- Born: Albert Marten Wolters September 9, 1942 (age 83) Netherlands

Academic background
- Alma mater: Calvin College; Vrije Universiteit Amsterdam; McMaster University;
- Influences: Abraham Kuyper; H. Evan Runner;

Academic work
- Discipline: Biblical studies; philosophy;
- School or tradition: Neo-Calvinism
- Institutions: Redeemer University College
- Main interests: Copper Scroll
- Notable works: Creation Regained (1985)

= Albert M. Wolters =

Albert Marten "Al" Wolters (born 1942) is an emeritus professor of religion at Redeemer University in Ancaster, Ontario (near Hamilton). He has been described as a "towering figure" in the Kuyperian neo-Calvinist pantheon.

==Early life and education==
Born in the Netherlands on September 9, 1942, Wolters studied at Calvin College (BA, 1964), the Free University of Amsterdam (PhD, 1972), and McMaster University (MA, 1987).

==Publications==
Wolters' best-known book is Creation Regained: Biblical Basics for a Reformational Worldview, originally published in 1985 with a second edition in 2005. It has been translated into Spanish and other languages.

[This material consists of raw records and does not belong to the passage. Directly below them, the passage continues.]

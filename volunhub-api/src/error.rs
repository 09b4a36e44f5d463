/// Error handling for the API server
///
/// This module provides a unified error type that maps to HTTP responses.
/// All handlers should return `ApiResult<T>` which automatically converts to
/// appropriate HTTP status codes.
///
/// Every error body has the same shape:
///
/// ```json
/// { "error": "not_found", "message": "Task not found: 7" }
/// ```
///
/// Validation errors add `details`; rate-limit errors add `posts_today`,
/// `daily_limit` and `remaining`.
///
/// # Example
///
/// ```no_run
/// use volunhub_api::error::{ApiError, ApiResult};
/// use axum::Json;
/// use serde_json::json;
///
/// async fn handler() -> ApiResult<Json<serde_json::Value>> {
///     Err(ApiError::NotFound("User not found".to_string()))
/// }
/// ```

use axum::{
    async_trait,
    extract::{rejection::JsonRejection, FromRequest, Request},
    http::StatusCode,
    response::{IntoResponse, Response},
    Json,
};
use serde::{de::DeserializeOwned, Deserialize, Serialize};
use std::fmt;
use validator::Validate;
use volunhub_shared::lifecycle::LifecycleError;

/// API result type alias
pub type ApiResult<T> = Result<T, ApiError>;

/// Unified API error type
#[derive(Debug)]
pub enum ApiError {
    /// Bad request (400), e.g. malformed JSON or duplicate email
    BadRequest(String),

    /// Not found (404)
    NotFound(String),

    /// Conflict (409) with a machine-readable code
    Conflict { code: &'static str, message: String },

    /// Validation errors (400)
    ValidationError(Vec<ValidationErrorDetail>),

    /// Daily posting limit reached (429)
    RateLimitExceeded {
        posts_today: u32,
        daily_limit: u32,
        message: String,
    },

    /// Internal server error (500)
    InternalError(String),
}

/// Validation error detail
#[derive(Debug, Clone, PartialEq, Serialize, Deserialize)]
pub struct ValidationErrorDetail {
    /// Field that failed validation
    pub field: String,

    /// Error message
    pub message: String,
}

/// Error response format
#[derive(Debug, Serialize, Deserialize)]
pub struct ErrorResponse {
    /// Error code (e.g., "bad_request", "task_not_open")
    pub error: String,

    /// Human-readable error message
    pub message: String,

    /// Optional validation errors
    #[serde(skip_serializing_if = "Option::is_none")]
    pub details: Option<Vec<ValidationErrorDetail>>,

    #[serde(skip_serializing_if = "Option::is_none")]
    pub posts_today: Option<u32>,

    #[serde(skip_serializing_if = "Option::is_none")]
    pub daily_limit: Option<u32>,

    #[serde(skip_serializing_if = "Option::is_none")]
    pub remaining: Option<u32>,
}

impl ErrorResponse {
    fn new(error: &str, message: String) -> Self {
        Self {
            error: error.to_string(),
            message,
            details: None,
            posts_today: None,
            daily_limit: None,
            remaining: None,
        }
    }
}

impl fmt::Display for ApiError {
    fn fmt(&self, f: &mut fmt::Formatter<'_>) -> fmt::Result {
        match self {
            ApiError::BadRequest(msg) => write!(f, "Bad request: {}", msg),
            ApiError::NotFound(msg) => write!(f, "Not found: {}", msg),
            ApiError::Conflict { message, .. } => write!(f, "Conflict: {}", message),
            ApiError::ValidationError(errors) => {
                write!(f, "Validation failed: {} errors", errors.len())
            }
            ApiError::RateLimitExceeded { message, .. } => {
                write!(f, "Rate limit exceeded: {}", message)
            }
            ApiError::InternalError(msg) => write!(f, "Internal error: {}", msg),
        }
    }
}

impl std::error::Error for ApiError {}

impl ApiError {
    /// HTTP status for this error
    pub fn status_code(&self) -> StatusCode {
        match self {
            ApiError::BadRequest(_) | ApiError::ValidationError(_) => StatusCode::BAD_REQUEST,
            ApiError::NotFound(_) => StatusCode::NOT_FOUND,
            ApiError::Conflict { .. } => StatusCode::CONFLICT,
            ApiError::RateLimitExceeded { .. } => StatusCode::TOO_MANY_REQUESTS,
            ApiError::InternalError(_) => StatusCode::INTERNAL_SERVER_ERROR,
        }
    }
}

impl IntoResponse for ApiError {
    fn into_response(self) -> Response {
        let status = self.status_code();

        let body = match self {
            ApiError::BadRequest(msg) => ErrorResponse::new("bad_request", msg),
            ApiError::NotFound(msg) => ErrorResponse::new("not_found", msg),
            ApiError::Conflict { code, message } => ErrorResponse::new(code, message),
            ApiError::ValidationError(errors) => ErrorResponse {
                details: Some(errors),
                ..ErrorResponse::new("validation_error", "Request validation failed".to_string())
            },
            ApiError::RateLimitExceeded {
                posts_today,
                daily_limit,
                message,
            } => ErrorResponse {
                posts_today: Some(posts_today),
                daily_limit: Some(daily_limit),
                remaining: Some(daily_limit.saturating_sub(posts_today)),
                ..ErrorResponse::new("rate_limit_exceeded", message)
            },
            ApiError::InternalError(msg) => {
                // Log internal errors but don't expose details to clients
                tracing::error!("Internal error: {}", msg);
                ErrorResponse::new("internal_error", "An internal error occurred".to_string())
            }
        };

        (status, Json(body)).into_response()
    }
}

/// Convert sqlx errors to API errors
impl From<sqlx::Error> for ApiError {
    fn from(err: sqlx::Error) -> Self {
        match err {
            sqlx::Error::RowNotFound => ApiError::NotFound("Resource not found".to_string()),
            sqlx::Error::Database(db_err) => {
                if db_err.is_unique_violation() {
                    if db_err.message().contains("email") {
                        return ApiError::BadRequest("Email already registered".to_string());
                    }
                    return ApiError::BadRequest("Duplicate value".to_string());
                }
                if db_err.is_foreign_key_violation() {
                    return ApiError::BadRequest("Referenced record does not exist".to_string());
                }

                ApiError::InternalError(format!("Database error: {}", db_err))
            }
            _ => ApiError::InternalError(format!("Database error: {}", err)),
        }
    }
}

/// Convert lifecycle errors to API errors
impl From<LifecycleError> for ApiError {
    fn from(err: LifecycleError) -> Self {
        let message = err.to_string();
        match err {
            LifecycleError::TaskNotFound(_) | LifecycleError::UserNotFound(_) => {
                ApiError::NotFound(message)
            }
            LifecycleError::RateLimited {
                posts_today,
                daily_limit,
            } => ApiError::RateLimitExceeded {
                posts_today,
                daily_limit,
                message: format!(
                    "Daily task limit reached. You can post {} tasks per day.",
                    daily_limit
                ),
            },
            LifecycleError::ActiveTaskExists { .. } => ApiError::Conflict {
                code: "active_task_exists",
                message,
            },
            LifecycleError::TaskNotOpen(_) => ApiError::Conflict {
                code: "task_not_open",
                message,
            },
            LifecycleError::TaskAlreadyCompleted(_) => ApiError::Conflict {
                code: "task_already_completed",
                message,
            },
            LifecycleError::Database(err) => err.into(),
        }
    }
}

/// Convert validator errors to API errors
impl From<validator::ValidationErrors> for ApiError {
    fn from(err: validator::ValidationErrors) -> Self {
        let mut errors: Vec<ValidationErrorDetail> = err
            .field_errors()
            .iter()
            .flat_map(|(field, errors)| {
                errors.iter().map(move |error| ValidationErrorDetail {
                    field: field.to_string(),
                    message: error
                        .message
                        .as_ref()
                        .map(|m| m.to_string())
                        .unwrap_or_else(|| "Validation failed".to_string()),
                })
            })
            .collect();
        errors.sort_by(|a, b| a.field.cmp(&b.field));

        ApiError::ValidationError(errors)
    }
}

/// Convert JSON body rejections to API errors
impl From<JsonRejection> for ApiError {
    fn from(rejection: JsonRejection) -> Self {
        ApiError::BadRequest(rejection.body_text())
    }
}

/// JSON body extractor that validates the payload
///
/// Malformed bodies and failed validation both produce the JSON error shape.
#[derive(Debug, Clone, Copy, Default)]
pub struct ValidJson<T>(pub T);

#[async_trait]
impl<T, S> FromRequest<S> for ValidJson<T>
where
    T: DeserializeOwned + Validate,
    S: Send + Sync,
{
    type Rejection = ApiError;

    async fn from_request(req: Request, state: &S) -> Result<Self, Self::Rejection> {
        let Json(value) = Json::<T>::from_request(req, state).await?;
        value.validate()?;
        Ok(ValidJson(value))
    }
}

Following in the tradition of Reformed writers such as Abraham Kuyper, Herman Bavinck, Herman Dooyeweerd, and D. H. Th. Vollenhoven, Wolters outlines a worldview based around the categories of creation, fall, and redemption.

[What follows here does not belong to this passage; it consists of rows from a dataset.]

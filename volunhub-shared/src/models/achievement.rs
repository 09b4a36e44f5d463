/// Achievement badges earned by users (append-only)

use chrono::NaiveDateTime;
use serde::{Deserialize, Serialize};
use sqlx::SqliteConnection;

#[derive(Debug, Clone, Serialize, Deserialize, sqlx::FromRow)]
pub struct Achievement {
    pub id: i64,
    pub user_id: i64,
    pub badge_name: String,
    pub badge_icon: String,
    pub earned_at: NaiveDateTime,
}

impl Achievement {
    /// Records a badge for a user
    pub async fn award(
        conn: &mut SqliteConnection,
        user_id: i64,
        badge_name: &str,
        badge_icon: &str,
    ) -> Result<i64, sqlx::Error> {
        let result = sqlx::query(
            "INSERT INTO achievements (user_id, badge_name, badge_icon) VALUES (?, ?, ?)",
        )
        .bind(user_id)
        .bind(badge_name)
        .bind(badge_icon)
        .execute(conn)
        .await?;

        Ok(result.last_insert_rowid())
    }

    /// Lists a user's badges in the order they were earned
    pub async fn list_for_user(
        conn: &mut SqliteConnection,
        user_id: i64,
    ) -> Result<Vec<Self>, sqlx::Error> {
        sqlx::query_as::<_, Achievement>(
            r#"
            SELECT id, user_id, badge_name, badge_icon, earned_at
            FROM achievements
            WHERE user_id = ?
            ORDER BY id
            "#,
        )
        .bind(user_id)
        .fetch_all(conn)
        .await
    }
}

Wolters has made a particular study of the Copper Scroll, one of the Dead Sea Scrolls. He has published multiple papers on the subject as well as a pamphlet The Copper Scroll: Overview, Text and Translation as a supplement to the Journal for the Study of the Old Testament.

Wolters has published several articles on the book of Zechariah, and a major commentary which focuses on the way the book of Zechariah has been interpreted through history.